Lines containing "SessionKey" should be pulled from the material below.

• _Supplied information_:
____

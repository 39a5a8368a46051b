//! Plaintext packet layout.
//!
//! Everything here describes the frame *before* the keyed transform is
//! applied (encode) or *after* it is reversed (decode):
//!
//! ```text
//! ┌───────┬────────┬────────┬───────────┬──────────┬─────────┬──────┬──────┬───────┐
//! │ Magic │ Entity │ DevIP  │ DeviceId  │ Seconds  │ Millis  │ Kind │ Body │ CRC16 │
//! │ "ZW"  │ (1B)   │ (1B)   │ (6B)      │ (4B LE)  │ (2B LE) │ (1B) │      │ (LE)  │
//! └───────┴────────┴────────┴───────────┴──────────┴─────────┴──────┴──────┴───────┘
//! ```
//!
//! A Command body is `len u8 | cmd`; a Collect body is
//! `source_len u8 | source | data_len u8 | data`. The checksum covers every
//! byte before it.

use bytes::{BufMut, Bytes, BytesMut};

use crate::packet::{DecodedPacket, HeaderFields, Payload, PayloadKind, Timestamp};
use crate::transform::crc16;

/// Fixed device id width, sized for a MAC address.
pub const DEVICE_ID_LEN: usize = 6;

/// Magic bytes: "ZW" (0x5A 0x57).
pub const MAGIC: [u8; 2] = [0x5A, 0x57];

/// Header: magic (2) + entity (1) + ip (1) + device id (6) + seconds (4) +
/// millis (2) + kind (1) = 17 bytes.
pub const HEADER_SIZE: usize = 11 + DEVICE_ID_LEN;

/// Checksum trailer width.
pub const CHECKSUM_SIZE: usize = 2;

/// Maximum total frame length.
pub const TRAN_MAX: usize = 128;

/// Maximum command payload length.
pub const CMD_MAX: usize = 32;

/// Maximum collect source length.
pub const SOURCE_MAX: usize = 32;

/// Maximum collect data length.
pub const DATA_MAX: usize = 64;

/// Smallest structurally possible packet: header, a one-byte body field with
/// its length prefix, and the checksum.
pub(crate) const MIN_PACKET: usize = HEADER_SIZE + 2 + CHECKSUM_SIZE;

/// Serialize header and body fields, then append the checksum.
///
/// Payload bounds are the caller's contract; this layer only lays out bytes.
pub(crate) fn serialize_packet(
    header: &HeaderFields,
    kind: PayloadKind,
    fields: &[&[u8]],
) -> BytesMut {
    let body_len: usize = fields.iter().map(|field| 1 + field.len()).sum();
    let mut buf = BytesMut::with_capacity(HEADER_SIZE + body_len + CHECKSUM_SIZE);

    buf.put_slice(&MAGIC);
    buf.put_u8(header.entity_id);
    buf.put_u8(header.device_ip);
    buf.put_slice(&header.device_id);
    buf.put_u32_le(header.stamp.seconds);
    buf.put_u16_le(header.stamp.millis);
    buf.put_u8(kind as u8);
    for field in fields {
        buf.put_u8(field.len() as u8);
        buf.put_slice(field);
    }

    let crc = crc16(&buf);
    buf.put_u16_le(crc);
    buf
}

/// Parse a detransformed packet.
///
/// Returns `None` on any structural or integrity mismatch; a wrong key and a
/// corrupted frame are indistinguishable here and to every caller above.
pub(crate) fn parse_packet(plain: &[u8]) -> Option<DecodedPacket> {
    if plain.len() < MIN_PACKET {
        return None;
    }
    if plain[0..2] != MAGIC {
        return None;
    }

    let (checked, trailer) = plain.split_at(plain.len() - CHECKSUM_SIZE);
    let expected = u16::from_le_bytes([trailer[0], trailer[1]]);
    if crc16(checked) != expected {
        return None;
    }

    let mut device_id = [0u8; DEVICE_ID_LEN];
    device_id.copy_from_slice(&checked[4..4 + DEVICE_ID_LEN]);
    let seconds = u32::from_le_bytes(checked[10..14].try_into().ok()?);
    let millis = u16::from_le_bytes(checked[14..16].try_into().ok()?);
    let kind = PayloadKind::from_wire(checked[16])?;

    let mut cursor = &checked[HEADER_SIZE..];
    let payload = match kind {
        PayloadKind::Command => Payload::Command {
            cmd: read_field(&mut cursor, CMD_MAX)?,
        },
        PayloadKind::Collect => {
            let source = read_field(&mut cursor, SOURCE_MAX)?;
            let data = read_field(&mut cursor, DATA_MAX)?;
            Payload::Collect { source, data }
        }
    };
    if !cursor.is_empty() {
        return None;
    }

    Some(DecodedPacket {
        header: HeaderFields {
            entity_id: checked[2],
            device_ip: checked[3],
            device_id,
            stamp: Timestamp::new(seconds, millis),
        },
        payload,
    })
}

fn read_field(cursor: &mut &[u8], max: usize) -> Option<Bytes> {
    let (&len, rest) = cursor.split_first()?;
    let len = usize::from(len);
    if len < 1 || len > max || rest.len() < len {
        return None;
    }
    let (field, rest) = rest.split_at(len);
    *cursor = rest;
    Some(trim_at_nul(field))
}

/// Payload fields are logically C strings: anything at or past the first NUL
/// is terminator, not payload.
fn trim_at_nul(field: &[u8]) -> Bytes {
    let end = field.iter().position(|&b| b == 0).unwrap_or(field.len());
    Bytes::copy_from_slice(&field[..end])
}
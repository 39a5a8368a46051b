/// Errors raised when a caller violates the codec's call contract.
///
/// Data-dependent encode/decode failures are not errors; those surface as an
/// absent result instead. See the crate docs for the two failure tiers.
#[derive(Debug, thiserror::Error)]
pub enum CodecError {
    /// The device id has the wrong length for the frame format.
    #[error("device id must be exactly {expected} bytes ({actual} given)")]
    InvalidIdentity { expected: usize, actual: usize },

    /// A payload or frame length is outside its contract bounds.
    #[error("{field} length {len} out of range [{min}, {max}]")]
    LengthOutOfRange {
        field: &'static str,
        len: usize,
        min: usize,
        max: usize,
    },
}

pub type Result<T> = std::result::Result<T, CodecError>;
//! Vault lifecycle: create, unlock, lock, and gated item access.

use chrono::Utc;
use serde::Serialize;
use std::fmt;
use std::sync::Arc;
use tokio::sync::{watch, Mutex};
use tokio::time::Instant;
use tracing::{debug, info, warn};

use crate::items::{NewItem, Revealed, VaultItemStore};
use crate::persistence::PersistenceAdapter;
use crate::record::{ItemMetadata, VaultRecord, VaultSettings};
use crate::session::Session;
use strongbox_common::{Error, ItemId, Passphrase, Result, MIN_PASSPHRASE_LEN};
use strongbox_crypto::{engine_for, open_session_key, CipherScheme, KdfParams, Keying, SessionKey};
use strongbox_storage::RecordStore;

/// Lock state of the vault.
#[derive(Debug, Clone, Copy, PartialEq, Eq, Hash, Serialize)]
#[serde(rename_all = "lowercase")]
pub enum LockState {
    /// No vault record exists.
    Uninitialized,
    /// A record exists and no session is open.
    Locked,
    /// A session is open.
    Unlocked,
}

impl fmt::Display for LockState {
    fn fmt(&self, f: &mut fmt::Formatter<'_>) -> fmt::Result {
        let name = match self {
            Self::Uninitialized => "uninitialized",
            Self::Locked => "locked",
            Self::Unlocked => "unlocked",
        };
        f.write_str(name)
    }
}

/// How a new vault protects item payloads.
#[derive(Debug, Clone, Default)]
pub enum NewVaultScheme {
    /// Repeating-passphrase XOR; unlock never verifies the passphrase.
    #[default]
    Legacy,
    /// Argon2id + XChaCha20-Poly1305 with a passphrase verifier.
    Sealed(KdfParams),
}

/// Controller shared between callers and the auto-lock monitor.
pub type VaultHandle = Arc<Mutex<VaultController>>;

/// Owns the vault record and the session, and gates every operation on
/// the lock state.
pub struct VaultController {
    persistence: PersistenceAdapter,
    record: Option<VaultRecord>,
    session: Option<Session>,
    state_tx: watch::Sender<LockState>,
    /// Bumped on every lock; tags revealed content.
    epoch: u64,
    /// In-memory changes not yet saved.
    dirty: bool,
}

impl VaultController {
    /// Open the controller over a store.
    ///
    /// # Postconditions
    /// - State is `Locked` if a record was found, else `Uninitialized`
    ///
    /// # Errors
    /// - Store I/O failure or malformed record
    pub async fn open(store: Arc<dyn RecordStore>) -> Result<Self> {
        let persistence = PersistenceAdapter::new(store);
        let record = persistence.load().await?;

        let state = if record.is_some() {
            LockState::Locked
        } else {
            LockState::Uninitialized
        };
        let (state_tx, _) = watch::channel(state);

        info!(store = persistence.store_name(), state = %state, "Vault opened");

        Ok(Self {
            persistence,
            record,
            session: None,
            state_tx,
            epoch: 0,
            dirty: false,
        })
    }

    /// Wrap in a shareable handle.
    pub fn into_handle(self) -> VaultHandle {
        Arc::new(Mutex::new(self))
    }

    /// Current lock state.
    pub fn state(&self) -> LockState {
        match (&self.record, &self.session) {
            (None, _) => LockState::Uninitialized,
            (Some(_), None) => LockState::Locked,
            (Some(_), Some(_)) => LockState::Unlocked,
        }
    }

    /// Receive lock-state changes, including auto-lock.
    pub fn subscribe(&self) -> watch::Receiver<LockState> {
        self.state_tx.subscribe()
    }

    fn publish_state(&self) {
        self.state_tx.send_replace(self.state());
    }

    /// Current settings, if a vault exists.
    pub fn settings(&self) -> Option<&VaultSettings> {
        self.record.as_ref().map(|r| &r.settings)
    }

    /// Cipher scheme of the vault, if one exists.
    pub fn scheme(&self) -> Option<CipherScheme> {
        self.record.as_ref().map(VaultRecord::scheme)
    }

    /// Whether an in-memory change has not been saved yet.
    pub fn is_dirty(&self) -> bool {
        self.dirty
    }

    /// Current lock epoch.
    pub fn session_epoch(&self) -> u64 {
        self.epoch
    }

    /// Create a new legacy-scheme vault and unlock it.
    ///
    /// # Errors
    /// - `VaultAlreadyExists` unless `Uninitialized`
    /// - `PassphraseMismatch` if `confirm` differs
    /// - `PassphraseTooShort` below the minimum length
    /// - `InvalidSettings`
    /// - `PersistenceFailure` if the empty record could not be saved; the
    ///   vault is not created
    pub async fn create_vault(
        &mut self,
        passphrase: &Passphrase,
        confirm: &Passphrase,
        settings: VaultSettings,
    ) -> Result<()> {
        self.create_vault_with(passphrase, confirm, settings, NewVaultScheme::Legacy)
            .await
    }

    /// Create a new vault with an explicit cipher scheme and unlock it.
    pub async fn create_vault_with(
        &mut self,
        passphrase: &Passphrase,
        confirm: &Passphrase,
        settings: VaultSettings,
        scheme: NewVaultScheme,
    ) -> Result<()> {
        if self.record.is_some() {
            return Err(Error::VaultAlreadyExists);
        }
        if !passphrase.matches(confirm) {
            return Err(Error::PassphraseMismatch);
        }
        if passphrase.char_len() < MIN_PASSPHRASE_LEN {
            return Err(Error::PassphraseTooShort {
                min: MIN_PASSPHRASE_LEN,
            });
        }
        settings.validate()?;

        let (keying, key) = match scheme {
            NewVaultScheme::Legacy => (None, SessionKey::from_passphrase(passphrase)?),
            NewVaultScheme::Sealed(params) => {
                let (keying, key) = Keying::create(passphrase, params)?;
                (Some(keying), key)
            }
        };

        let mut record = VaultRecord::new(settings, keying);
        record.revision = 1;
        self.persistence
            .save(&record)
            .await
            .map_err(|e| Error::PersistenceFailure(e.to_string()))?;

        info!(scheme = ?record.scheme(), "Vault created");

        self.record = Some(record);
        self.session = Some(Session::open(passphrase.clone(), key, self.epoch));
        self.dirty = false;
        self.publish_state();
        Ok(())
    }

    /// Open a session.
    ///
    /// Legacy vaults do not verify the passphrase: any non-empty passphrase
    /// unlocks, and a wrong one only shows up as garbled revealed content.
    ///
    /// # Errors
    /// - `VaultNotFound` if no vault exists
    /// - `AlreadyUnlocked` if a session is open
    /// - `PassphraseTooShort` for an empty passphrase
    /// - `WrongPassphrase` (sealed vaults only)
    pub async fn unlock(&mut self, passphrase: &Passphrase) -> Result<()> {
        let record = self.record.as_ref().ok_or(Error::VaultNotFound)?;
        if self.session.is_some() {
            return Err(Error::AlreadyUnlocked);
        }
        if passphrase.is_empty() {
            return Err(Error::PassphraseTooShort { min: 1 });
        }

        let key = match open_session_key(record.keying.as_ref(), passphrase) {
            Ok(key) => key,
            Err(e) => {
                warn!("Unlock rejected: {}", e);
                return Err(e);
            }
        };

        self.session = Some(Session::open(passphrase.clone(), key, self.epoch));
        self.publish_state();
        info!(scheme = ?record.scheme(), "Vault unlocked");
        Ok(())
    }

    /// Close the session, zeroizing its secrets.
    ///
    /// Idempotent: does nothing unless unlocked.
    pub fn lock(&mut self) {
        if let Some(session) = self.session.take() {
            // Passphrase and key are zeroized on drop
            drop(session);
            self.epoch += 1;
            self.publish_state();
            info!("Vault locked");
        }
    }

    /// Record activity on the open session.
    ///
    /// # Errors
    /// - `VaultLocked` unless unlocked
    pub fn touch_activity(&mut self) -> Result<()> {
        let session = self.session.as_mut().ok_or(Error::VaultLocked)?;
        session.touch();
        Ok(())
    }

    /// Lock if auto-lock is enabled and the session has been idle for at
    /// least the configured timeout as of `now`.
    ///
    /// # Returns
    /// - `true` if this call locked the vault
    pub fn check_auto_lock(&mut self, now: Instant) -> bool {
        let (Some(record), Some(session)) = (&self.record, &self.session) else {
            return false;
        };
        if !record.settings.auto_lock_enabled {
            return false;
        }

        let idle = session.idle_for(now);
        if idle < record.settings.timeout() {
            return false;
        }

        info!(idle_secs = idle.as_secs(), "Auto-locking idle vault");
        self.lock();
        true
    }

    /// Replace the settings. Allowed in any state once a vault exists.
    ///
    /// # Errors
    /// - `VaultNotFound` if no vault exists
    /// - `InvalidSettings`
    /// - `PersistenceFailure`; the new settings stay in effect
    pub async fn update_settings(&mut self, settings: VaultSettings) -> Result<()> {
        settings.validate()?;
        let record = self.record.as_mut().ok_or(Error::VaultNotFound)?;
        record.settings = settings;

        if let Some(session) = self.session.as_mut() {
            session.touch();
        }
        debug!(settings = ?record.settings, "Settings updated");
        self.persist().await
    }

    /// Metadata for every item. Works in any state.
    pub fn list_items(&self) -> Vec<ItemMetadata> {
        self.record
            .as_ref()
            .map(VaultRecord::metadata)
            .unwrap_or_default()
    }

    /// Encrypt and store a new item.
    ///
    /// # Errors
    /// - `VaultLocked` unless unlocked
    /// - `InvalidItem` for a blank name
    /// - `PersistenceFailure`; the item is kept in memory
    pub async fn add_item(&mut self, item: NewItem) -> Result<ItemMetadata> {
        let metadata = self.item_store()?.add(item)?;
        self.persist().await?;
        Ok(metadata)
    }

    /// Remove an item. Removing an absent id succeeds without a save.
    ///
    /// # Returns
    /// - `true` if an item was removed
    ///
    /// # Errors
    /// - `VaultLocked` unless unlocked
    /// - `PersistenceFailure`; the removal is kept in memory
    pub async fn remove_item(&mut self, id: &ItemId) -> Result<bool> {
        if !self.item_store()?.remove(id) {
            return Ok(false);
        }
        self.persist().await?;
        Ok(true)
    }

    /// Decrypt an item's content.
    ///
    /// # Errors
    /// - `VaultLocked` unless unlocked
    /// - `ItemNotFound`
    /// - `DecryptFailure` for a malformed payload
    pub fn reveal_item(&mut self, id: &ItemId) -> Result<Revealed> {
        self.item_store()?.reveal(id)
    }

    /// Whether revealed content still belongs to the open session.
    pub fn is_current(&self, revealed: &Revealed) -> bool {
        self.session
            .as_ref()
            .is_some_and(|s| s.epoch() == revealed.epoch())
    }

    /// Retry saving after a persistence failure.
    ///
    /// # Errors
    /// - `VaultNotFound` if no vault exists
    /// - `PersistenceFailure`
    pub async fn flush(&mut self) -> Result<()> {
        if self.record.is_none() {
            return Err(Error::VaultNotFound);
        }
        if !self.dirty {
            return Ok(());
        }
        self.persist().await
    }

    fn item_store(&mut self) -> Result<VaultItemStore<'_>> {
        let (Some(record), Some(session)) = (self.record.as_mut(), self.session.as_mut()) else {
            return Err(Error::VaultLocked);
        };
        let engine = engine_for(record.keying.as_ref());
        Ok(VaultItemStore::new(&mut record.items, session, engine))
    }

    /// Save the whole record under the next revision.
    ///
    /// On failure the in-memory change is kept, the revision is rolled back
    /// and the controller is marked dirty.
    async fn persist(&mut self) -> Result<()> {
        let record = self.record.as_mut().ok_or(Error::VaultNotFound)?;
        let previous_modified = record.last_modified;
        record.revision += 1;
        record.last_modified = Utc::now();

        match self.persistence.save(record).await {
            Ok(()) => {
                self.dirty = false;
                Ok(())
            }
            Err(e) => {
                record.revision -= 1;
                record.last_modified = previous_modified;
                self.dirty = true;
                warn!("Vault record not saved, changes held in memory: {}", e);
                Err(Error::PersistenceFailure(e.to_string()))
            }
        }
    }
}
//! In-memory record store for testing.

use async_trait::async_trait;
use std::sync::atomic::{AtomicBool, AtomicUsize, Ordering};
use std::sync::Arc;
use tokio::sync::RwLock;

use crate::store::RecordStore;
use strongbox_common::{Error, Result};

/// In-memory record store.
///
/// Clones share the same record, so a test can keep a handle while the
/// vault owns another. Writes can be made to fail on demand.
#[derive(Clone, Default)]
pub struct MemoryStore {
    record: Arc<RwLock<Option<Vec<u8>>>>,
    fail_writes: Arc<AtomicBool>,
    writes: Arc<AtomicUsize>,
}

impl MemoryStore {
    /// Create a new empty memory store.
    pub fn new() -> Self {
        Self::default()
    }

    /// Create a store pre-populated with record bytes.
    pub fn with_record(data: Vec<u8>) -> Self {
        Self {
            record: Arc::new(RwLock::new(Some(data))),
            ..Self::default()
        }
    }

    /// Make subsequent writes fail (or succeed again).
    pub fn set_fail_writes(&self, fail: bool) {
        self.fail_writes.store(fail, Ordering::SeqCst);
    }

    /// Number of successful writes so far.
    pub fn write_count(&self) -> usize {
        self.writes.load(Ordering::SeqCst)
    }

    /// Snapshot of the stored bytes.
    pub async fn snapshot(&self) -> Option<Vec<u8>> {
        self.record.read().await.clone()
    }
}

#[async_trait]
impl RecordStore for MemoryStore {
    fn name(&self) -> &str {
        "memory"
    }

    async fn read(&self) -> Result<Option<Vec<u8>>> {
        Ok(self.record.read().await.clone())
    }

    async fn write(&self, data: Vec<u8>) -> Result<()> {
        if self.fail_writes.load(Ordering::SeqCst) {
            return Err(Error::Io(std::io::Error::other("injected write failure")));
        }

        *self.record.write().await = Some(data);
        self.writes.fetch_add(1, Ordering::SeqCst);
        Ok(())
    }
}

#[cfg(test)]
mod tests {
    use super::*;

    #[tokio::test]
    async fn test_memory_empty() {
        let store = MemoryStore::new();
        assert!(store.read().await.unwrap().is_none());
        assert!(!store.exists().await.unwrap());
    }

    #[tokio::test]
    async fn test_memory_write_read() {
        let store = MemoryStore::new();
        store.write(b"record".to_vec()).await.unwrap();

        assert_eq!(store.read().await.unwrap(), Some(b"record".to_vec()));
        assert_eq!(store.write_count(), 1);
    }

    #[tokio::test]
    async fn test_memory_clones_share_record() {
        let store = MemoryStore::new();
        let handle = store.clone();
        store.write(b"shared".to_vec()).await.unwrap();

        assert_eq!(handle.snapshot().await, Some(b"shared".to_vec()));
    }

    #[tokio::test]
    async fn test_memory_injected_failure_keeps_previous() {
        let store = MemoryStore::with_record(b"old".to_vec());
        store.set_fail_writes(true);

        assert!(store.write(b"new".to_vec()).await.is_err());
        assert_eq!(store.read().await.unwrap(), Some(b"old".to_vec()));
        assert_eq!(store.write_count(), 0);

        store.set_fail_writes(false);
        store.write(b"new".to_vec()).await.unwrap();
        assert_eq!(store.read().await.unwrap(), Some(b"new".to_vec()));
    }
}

____

• _Task output_:
use strongbox_crypto::{engine_for, open_session_key, CipherScheme, KdfParams, Keying, SessionKey};
            NewVaultScheme::Legacy => (None, SessionKey::from_passphrase(passphrase)?),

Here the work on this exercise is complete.